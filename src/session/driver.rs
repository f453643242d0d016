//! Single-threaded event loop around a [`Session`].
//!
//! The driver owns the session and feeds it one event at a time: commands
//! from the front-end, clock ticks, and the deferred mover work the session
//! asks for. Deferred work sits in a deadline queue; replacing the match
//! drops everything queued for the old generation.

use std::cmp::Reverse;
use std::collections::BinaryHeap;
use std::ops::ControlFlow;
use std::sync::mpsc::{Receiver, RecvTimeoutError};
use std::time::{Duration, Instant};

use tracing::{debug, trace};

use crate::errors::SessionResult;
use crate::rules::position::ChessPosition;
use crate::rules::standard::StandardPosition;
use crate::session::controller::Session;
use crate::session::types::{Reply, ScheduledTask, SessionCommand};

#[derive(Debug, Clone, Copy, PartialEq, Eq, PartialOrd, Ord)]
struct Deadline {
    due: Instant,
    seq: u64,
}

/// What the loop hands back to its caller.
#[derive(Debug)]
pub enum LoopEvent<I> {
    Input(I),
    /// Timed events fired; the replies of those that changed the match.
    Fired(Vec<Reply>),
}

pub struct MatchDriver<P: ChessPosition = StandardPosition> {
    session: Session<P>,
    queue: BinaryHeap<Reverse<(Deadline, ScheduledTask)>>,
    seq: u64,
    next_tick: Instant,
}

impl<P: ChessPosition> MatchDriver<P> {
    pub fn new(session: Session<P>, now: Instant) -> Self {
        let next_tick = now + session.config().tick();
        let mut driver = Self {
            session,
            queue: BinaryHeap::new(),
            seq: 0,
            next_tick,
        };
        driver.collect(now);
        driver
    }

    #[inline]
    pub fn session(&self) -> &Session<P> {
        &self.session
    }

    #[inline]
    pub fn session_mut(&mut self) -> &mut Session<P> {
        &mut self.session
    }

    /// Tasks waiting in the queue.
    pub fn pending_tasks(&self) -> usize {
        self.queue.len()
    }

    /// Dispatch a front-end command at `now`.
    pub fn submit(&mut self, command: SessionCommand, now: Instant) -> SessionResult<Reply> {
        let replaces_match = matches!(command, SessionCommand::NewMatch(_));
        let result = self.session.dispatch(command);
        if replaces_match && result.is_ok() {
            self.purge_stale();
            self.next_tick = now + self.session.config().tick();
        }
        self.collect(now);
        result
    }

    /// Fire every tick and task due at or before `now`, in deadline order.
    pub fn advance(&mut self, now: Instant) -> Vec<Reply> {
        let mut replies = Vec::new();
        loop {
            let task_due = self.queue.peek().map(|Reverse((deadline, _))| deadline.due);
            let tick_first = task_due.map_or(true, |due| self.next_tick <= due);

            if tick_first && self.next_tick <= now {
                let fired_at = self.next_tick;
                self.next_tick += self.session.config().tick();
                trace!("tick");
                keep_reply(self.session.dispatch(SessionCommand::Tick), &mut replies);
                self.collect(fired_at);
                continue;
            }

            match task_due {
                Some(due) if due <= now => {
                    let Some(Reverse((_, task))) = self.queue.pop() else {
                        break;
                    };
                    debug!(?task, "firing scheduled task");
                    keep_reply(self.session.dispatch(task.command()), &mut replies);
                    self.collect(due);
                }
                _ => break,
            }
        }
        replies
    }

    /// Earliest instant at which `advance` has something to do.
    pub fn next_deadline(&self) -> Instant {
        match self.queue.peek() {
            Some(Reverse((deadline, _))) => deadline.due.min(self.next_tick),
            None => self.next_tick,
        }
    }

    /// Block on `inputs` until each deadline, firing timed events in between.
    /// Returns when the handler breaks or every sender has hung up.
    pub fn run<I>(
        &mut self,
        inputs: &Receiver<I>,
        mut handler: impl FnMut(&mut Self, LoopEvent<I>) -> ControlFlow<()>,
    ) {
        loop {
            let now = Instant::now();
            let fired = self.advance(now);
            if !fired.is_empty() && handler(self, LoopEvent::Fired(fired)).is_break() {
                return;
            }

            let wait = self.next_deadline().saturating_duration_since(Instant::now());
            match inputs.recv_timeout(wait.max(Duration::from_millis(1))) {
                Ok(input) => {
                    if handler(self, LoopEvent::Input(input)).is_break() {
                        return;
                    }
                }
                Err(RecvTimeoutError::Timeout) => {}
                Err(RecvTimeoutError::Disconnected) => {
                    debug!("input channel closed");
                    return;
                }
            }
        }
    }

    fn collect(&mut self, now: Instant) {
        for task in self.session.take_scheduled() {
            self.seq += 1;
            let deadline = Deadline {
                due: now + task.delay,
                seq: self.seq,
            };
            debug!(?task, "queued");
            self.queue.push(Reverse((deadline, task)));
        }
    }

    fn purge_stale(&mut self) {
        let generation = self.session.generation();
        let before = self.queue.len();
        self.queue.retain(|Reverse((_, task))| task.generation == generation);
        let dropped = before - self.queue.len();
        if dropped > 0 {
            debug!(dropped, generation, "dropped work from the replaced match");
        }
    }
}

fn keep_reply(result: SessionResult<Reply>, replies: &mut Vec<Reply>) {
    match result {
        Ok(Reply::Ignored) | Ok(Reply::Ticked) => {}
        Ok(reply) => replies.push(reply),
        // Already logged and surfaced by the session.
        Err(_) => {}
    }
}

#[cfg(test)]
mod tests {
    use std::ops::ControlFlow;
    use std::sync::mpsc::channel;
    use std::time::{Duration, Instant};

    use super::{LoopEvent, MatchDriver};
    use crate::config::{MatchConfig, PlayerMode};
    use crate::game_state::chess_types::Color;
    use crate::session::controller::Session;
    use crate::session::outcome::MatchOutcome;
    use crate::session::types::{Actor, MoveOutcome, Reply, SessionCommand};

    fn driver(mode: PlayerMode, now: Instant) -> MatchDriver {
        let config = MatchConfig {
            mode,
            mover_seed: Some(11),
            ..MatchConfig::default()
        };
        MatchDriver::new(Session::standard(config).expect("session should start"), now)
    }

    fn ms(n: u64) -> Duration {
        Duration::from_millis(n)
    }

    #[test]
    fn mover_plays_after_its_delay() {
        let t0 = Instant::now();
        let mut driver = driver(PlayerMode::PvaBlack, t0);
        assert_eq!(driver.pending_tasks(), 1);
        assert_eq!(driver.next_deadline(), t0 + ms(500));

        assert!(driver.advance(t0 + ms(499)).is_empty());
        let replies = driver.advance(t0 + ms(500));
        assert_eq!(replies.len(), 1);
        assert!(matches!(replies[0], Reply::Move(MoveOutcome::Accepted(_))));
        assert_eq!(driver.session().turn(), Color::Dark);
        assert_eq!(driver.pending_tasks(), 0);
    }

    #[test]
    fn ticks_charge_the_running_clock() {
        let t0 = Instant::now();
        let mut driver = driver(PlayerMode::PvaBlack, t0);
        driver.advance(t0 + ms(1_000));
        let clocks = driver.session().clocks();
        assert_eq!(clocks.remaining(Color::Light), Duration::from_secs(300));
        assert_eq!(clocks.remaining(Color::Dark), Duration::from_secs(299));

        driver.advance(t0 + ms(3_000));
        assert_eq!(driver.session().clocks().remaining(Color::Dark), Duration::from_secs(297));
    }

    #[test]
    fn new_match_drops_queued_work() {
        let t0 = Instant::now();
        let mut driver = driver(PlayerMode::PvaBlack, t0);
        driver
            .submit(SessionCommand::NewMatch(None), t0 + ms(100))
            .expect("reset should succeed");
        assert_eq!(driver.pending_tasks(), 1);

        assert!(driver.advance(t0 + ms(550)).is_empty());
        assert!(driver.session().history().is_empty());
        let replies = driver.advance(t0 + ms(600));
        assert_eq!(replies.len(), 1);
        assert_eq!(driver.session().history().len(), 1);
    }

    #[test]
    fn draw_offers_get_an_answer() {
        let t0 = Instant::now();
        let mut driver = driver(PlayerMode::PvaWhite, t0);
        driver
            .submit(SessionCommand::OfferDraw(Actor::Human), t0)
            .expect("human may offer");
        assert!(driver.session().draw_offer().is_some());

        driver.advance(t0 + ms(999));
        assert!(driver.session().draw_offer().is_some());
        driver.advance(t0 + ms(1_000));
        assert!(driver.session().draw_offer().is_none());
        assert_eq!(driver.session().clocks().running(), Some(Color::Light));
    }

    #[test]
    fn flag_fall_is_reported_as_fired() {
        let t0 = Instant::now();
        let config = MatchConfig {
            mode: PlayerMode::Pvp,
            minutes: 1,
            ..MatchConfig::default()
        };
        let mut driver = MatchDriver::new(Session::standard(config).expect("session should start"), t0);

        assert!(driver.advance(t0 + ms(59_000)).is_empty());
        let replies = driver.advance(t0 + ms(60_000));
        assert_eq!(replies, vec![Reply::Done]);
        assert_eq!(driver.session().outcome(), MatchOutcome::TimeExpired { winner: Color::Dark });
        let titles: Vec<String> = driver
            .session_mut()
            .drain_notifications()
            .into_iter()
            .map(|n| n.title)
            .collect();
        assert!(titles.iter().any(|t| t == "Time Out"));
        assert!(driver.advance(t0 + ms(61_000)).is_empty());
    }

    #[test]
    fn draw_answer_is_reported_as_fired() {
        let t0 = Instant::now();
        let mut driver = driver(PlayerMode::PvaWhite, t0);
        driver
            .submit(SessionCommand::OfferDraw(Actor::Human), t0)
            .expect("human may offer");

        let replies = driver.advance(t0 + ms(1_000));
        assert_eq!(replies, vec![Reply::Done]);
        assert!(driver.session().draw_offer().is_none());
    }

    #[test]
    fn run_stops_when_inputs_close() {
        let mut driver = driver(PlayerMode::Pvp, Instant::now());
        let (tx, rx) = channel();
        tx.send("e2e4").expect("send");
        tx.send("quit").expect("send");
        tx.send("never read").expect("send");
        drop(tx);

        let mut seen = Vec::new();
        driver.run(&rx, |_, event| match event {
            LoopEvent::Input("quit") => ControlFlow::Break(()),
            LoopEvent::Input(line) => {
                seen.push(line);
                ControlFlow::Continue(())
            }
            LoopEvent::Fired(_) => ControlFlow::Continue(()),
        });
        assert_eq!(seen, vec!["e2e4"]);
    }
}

————

The answer should be one number: how many lines in the listing above contain "channel".

3